*** Data to process ***

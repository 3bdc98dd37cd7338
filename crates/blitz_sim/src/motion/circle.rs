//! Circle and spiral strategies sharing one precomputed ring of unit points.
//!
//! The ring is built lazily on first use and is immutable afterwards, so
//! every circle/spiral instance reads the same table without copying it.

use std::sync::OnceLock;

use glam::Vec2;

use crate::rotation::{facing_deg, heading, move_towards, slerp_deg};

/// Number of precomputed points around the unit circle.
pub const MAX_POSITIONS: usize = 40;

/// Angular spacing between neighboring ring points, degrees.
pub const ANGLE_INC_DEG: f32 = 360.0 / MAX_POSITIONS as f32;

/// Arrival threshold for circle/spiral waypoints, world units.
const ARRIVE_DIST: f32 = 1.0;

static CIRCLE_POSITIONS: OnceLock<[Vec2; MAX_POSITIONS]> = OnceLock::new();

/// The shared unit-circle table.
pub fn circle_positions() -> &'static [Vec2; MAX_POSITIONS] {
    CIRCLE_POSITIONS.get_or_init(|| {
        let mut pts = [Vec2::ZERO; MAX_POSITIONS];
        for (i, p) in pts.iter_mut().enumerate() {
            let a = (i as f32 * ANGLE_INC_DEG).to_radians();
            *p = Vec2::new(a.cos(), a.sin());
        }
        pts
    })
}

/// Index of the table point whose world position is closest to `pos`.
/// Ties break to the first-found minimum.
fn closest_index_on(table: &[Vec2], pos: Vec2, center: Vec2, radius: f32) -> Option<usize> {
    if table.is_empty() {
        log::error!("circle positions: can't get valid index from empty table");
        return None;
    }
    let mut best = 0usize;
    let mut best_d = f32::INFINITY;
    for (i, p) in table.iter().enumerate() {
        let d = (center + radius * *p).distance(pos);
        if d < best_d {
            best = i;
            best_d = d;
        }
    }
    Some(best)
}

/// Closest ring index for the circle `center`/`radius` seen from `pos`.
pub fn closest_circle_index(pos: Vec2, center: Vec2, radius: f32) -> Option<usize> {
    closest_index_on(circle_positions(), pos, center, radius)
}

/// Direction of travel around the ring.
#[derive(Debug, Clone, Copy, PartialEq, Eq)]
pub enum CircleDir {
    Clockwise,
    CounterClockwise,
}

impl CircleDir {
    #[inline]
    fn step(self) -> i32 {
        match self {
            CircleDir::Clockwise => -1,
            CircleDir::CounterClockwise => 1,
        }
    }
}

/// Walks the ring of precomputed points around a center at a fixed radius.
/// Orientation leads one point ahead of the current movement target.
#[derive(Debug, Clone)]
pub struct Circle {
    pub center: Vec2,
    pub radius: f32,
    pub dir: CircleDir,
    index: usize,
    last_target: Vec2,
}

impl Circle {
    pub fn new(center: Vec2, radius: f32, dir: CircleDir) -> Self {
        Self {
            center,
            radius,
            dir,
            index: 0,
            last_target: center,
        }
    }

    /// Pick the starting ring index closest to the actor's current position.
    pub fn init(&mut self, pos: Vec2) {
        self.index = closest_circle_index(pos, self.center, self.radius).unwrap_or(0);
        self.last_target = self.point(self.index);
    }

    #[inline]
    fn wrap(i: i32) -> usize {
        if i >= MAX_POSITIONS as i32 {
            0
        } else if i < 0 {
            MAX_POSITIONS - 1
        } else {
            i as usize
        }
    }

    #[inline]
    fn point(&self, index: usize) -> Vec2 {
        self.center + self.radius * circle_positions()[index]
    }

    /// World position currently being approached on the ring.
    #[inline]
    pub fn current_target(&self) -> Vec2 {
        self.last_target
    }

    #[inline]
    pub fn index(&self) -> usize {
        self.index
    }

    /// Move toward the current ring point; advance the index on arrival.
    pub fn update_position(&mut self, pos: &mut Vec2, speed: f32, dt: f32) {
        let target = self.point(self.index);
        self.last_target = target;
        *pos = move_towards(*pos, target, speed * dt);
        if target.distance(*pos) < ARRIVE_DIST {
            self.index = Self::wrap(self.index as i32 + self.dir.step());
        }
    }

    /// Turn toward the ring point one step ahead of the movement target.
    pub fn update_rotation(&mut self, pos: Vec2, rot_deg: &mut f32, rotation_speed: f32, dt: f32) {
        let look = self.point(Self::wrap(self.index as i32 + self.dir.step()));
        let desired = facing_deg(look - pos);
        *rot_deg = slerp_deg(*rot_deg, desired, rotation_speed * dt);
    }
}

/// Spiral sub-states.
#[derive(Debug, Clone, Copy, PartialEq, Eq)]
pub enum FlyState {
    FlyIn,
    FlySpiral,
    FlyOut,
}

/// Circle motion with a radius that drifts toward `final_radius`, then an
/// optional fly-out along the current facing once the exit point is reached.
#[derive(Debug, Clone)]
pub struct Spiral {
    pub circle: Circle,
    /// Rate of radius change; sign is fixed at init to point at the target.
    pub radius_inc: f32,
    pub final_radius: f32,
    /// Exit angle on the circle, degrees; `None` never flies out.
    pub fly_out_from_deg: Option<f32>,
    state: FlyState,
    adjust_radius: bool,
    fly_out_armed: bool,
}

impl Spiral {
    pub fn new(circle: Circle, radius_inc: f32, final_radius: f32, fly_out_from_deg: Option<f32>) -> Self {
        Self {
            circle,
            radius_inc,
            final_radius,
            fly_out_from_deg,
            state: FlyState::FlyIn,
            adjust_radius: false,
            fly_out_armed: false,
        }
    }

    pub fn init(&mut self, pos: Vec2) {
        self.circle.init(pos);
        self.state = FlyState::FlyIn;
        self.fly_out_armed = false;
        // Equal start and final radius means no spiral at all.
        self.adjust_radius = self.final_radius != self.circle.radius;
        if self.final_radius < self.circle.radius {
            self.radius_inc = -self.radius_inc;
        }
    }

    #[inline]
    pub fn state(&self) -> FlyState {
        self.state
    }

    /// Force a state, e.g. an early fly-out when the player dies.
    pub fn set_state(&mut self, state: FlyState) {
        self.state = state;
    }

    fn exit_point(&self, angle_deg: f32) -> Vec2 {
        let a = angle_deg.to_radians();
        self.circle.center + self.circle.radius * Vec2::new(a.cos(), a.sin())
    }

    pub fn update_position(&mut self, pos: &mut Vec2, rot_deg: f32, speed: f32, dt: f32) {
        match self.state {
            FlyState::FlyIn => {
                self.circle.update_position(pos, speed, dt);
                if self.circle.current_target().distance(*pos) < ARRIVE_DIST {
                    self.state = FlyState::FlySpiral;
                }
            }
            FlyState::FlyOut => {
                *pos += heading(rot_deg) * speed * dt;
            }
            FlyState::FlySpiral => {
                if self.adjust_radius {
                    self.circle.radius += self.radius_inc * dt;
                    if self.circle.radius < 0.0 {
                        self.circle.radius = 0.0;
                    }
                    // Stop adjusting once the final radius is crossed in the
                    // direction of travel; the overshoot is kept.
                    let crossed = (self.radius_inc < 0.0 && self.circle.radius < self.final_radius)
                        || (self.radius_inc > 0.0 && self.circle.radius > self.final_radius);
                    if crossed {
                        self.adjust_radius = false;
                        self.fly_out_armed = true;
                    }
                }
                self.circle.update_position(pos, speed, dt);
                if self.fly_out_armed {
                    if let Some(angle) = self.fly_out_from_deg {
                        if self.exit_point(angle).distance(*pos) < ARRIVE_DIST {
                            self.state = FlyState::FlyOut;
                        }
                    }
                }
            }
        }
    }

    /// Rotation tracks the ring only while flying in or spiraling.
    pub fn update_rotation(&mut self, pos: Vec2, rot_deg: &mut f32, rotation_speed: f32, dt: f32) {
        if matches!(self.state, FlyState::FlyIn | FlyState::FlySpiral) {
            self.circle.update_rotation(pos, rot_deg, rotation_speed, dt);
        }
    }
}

***
*** Data to process ***

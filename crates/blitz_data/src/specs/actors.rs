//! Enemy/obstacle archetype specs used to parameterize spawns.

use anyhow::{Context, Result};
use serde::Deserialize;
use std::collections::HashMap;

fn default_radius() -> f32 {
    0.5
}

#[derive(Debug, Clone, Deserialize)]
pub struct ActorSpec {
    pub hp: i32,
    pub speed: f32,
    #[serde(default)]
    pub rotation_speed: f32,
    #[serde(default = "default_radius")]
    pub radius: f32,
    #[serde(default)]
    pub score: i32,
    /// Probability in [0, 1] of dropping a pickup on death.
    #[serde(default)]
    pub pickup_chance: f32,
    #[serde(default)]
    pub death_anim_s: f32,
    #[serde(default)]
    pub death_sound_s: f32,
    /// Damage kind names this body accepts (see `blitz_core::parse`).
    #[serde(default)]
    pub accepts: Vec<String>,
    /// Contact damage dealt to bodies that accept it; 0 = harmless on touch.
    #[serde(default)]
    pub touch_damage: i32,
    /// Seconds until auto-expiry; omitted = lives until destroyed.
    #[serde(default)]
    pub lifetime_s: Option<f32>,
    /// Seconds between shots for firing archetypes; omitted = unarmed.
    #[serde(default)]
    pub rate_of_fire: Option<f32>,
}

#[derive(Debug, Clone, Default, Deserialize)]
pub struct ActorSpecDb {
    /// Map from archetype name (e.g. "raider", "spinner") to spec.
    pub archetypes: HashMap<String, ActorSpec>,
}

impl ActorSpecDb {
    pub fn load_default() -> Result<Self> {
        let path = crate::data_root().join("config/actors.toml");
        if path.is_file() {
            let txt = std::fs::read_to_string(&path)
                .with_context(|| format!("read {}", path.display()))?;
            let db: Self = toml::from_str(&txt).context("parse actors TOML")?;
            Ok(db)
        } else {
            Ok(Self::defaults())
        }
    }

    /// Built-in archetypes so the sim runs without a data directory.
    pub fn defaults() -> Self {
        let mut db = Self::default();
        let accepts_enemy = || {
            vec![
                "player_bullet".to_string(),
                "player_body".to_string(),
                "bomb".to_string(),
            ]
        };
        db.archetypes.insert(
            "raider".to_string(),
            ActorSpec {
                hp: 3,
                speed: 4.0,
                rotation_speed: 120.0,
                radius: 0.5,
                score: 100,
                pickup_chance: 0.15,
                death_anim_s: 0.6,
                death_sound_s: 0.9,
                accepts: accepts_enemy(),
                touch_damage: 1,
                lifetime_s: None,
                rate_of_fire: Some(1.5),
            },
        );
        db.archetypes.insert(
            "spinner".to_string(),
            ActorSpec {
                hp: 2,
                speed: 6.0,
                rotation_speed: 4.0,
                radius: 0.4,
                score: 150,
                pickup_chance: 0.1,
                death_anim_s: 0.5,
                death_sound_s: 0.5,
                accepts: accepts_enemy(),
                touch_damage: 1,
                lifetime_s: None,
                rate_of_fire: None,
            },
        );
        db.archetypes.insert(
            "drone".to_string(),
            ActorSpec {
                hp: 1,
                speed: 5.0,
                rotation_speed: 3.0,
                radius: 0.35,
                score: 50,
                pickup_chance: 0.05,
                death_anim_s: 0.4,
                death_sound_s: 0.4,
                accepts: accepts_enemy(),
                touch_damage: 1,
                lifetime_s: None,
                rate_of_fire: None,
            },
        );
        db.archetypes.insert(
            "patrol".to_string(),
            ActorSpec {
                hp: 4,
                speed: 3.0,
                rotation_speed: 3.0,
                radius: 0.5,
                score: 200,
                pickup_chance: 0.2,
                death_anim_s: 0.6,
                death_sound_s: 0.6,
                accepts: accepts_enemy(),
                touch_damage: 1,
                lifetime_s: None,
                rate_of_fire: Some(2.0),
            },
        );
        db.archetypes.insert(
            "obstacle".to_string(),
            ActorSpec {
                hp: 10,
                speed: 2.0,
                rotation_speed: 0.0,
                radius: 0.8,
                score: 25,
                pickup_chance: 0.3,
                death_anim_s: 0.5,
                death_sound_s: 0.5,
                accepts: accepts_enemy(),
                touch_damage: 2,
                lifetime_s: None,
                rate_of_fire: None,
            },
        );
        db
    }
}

***

● Problem requirements
Report each line of the material in which the string "omitted" occurs.

● Answer area
    /// Seconds until auto-expiry; omitted = lives until destroyed.
    /// Seconds between shots for firing archetypes; omitted = unarmed.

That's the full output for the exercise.